Ayer sábado tenía lugar una concentración no autorizada alrededor del Congreso de los Diputados. La sociedad está hastiada de que le roben derechos, trabajo, seguridad, tranquilidad, justicia, igualdad. De que le hurten el estado del bienestar y la vida. Mientras unos hacen huelga de hambre como protesta pacífica o participan en una manifestación luchando para que le quede algo de esperanza a ese hijo de pocos años que lleva sobre los hombros, otros se frotan las manos con lo que están "sacando" de la crisis. Los de siempre nunca pierden. Ni los que ostentan el poder, ni los allegados que los mantienen en el mismo. El dinero fluye, es cierto, corre a espuertas, pero solo entre unas pocas manos. Estamos en un momento dulce, de grandes negocios, de especulaciones, de conchabeos, favores, prebendas y amiguismos; de caciqueos, enchufismos, compadreos y puertas giratorias. Es el momento de los tiburones, los mismos que canibalizan a los que les rodean. También de la censura, de la opresión, de la manipulación y del rodillo. Del "aquí se hace porque lo digo yo", de la justificación, de la coartada, de la alegación, de la excusa mediocre. Es el tiempo de las mentiras, de los indultos para los ladrones de los escaños, de las llamadas telefónicas. Pasen y vean, señores, estamos en el gran circo del neoliberalismo despiadado y de la corrupción endémica, donde los más poderosos engordan sus barrigas y dónde los demás muestran sus costillas. Pasen y vean, señores, están ante el mayor espectáculo del mundo.

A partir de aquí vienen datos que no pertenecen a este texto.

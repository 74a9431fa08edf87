use std::io;
use std::path::{Path, PathBuf};

use pwdgen_core::{Configuration, WordSource};
use serde::Deserialize;

/// Default location of the settings file.
pub const SETTINGS_FILE: &str = "./pwdgen.toml";

/// Server settings, read from a TOML file.
///
/// Every key is optional; missing keys keep their default.
///
/// ```toml
/// port = 5000
/// words_dir = "./words"
/// languages = ["en", "nl"]
/// num_characters_in_random_string = 12
///
/// [policy]
/// num_digits = 2
/// num_punctuation_symbols = 1
/// punctuation = ["!", "(", ")", "[", "]", ":", ";", ",", "?"]
/// ```
#[derive(Deserialize, Debug, Clone, PartialEq)]
#[serde(default, deny_unknown_fields)]
pub struct Settings {
	pub bind: String,
	pub port: u16,
	pub words_dir: PathBuf,

	/// Languages of the word passwords listed by `/v1/passwords`.
	pub languages: Vec<String>,

	/// Length of the random password listed by `/v1/passwords`.
	pub num_characters_in_random_string: usize,

	pub policy: Policy,
}

impl Default for Settings {
	fn default() -> Self {
		Self {
			bind: "127.0.0.1".to_owned(),
			port: 5000,
			words_dir: PathBuf::from("./words"),
			languages: vec!["en".to_owned(), "nl".to_owned()],
			num_characters_in_random_string: 12,
			policy: Policy::default(),
		}
	}
}

/// Overrides of the default password policy.
#[derive(Deserialize, Debug, Clone, Default, PartialEq)]
#[serde(default, deny_unknown_fields)]
pub struct Policy {
	pub min_length: Option<usize>,
	pub num_digits: Option<usize>,
	pub num_punctuation_symbols: Option<usize>,
	pub punctuation: Option<Vec<String>>,
	pub capitalize_words: Option<bool>,
}

impl Settings {
	/// Reads settings from `path`, or returns the defaults if it does not exist.
	///
	/// # Errors
	/// Returns an error if the file exists but cannot be read or parsed.
	pub fn load<P: AsRef<Path>>(path: P) -> io::Result<Self> {
		let path = path.as_ref();
		if !path.exists() {
			tracing::info!(path = %path.display(), "no settings file, using defaults");
			return Ok(Self::default());
		}
		let contents = std::fs::read_to_string(path)?;
		toml::from_str(&contents).map_err(|e| io::Error::new(io::ErrorKind::InvalidData, e))
	}

	/// Builds the base configuration every request starts from.
	///
	/// # Errors
	/// Fails if the punctuation list is invalid or a listed language has no
	/// word list.
	pub fn configuration(&self, words: &WordSource) -> pwdgen_core::Result<Configuration> {
		let mut config = Configuration::default();
		let policy = &self.policy;
		if let Some(min_length) = policy.min_length {
			config.set_min_length(min_length);
		}
		if let Some(num_digits) = policy.num_digits {
			config.set_num_digits(num_digits);
		}
		if let Some(num_punctuation_symbols) = policy.num_punctuation_symbols {
			config.set_num_punctuation_symbols(num_punctuation_symbols);
		}
		if let Some(punctuation) = &policy.punctuation {
			config.set_punctuation_alphabet(punctuation)?;
		}
		if let Some(capitalize_words) = policy.capitalize_words {
			config.set_capitalize_words(capitalize_words);
		}

		// Checks every listed language; the first one becomes the default.
		for language in self.languages.iter().rev() {
			config.set_language(language, words)?;
		}
		Ok(config)
	}
}
use std::io;
use std::path::PathBuf;

use thiserror::Error;

/// Errors produced while configuring the engine or generating passwords.
///
/// Every validating operation returns one of these instead of panicking.
/// Nothing inside the crate recovers from them: they are handed back to the
/// caller untouched.
#[derive(Debug, Error)]
pub enum Error {
	/// A configuration value was rejected. The property keeps its old value.
	#[error("invalid value '{value}' supplied for property {property}")]
	InvalidValue {
		property: &'static str,
		value: String,
	},

	/// Attempt to read or write a property that does not exist.
	#[error("unknown property {0}")]
	UnknownProperty(String),

	/// No word-list file exists for the language.
	#[error("no word list for language '{language}' (expected {})", path.display())]
	MissingWordList {
		language: String,
		path: PathBuf,
	},

	/// The word-list file exists in configuration but could not be read.
	#[error("unable to read word list {}", path.display())]
	ResourceUnreadable {
		path: PathBuf,
		#[source]
		source: io::Error,
	},

	/// The word-list file holds no words.
	#[error("word list {} is empty", .0.display())]
	EmptyWordList(PathBuf),

	/// Punctuation symbols were requested from an empty alphabet.
	#[error("punctuation symbols requested but the punctuation alphabet is empty")]
	EmptyAlphabet,

	/// Bad argument passed to a generation call.
	#[error("invalid argument: {0}")]
	InvalidArgument(String),

	/// Split position outside the body or inside a multi-byte character.
	#[error("invalid split position {position} for a body of {length} bytes")]
	InvalidPosition {
		position: usize,
		length: usize,
	},
}

impl Error {
	/// Returns `true` when the error was caused by the caller's input rather
	/// than by the word-list files on disk.
	///
	/// Used by HTTP front-ends to pick between a 4xx and a 5xx status.
	pub fn is_client_error(&self) -> bool {
		matches!(
			self,
			Error::InvalidValue { .. }
				| Error::UnknownProperty(_)
				| Error::MissingWordList { .. }
				| Error::EmptyAlphabet
				| Error::InvalidArgument(_)
				| Error::InvalidPosition { .. }
		)
	}
}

Entre tanto, ayer sábado morían en Alcalá de Guadaira los padres de una familia y una de las dos hijas menores por alimentarse con productos en mal estado recogidos de un contenedor. ¡Y a mí me parece tan cercano! Quizás porque todas las mañanas cuando regreso a casa veo a un hombre de mediana edad acercarse en coche al mismo contenedor de siempre. Lo abre y sitúa un objeto cualquiera -generalmente una caja de porexpán para el pescado- entre la tapadera y el mismo para que no se cierre, y se dedica durante un tiempo a buscar entre los desperdicios y las sobras del gran supermercado alemán. Lo veo cada mañana, mientras camino ensimismado en dirección a mi casa. Religiosamente, todas las mañanas. El año pasado, durante un tiempo, el mismo contenedor era visitado a la misma hora por una pareja más joven que llegaban en bicicleta. Pienso a menudo en ellos y en otros muchos como ellos. La exclusión social, el desamparo, la pobreza severa, los desahucios, los suicidios, el desempleo y la marginación se han incrementado en la misma medida en la que los ricos son más ricos, y los poderosos más intocables.


En estos mismos momentos alguien estará pensando en este país de equilibristas, como los llamaba Joan Manuel Serrat, si no sería mejor saltar por la ventana, o tirarse a las vías del metro. Alguien en silencio subirá las escaleras hacia la que, todavía en esos momentos, será su casa, sopesando si no compensará sacrificarse y ser un mártir más en esta batalla de Quijotes y gigantes. Ser un muerto más en esta masacre social.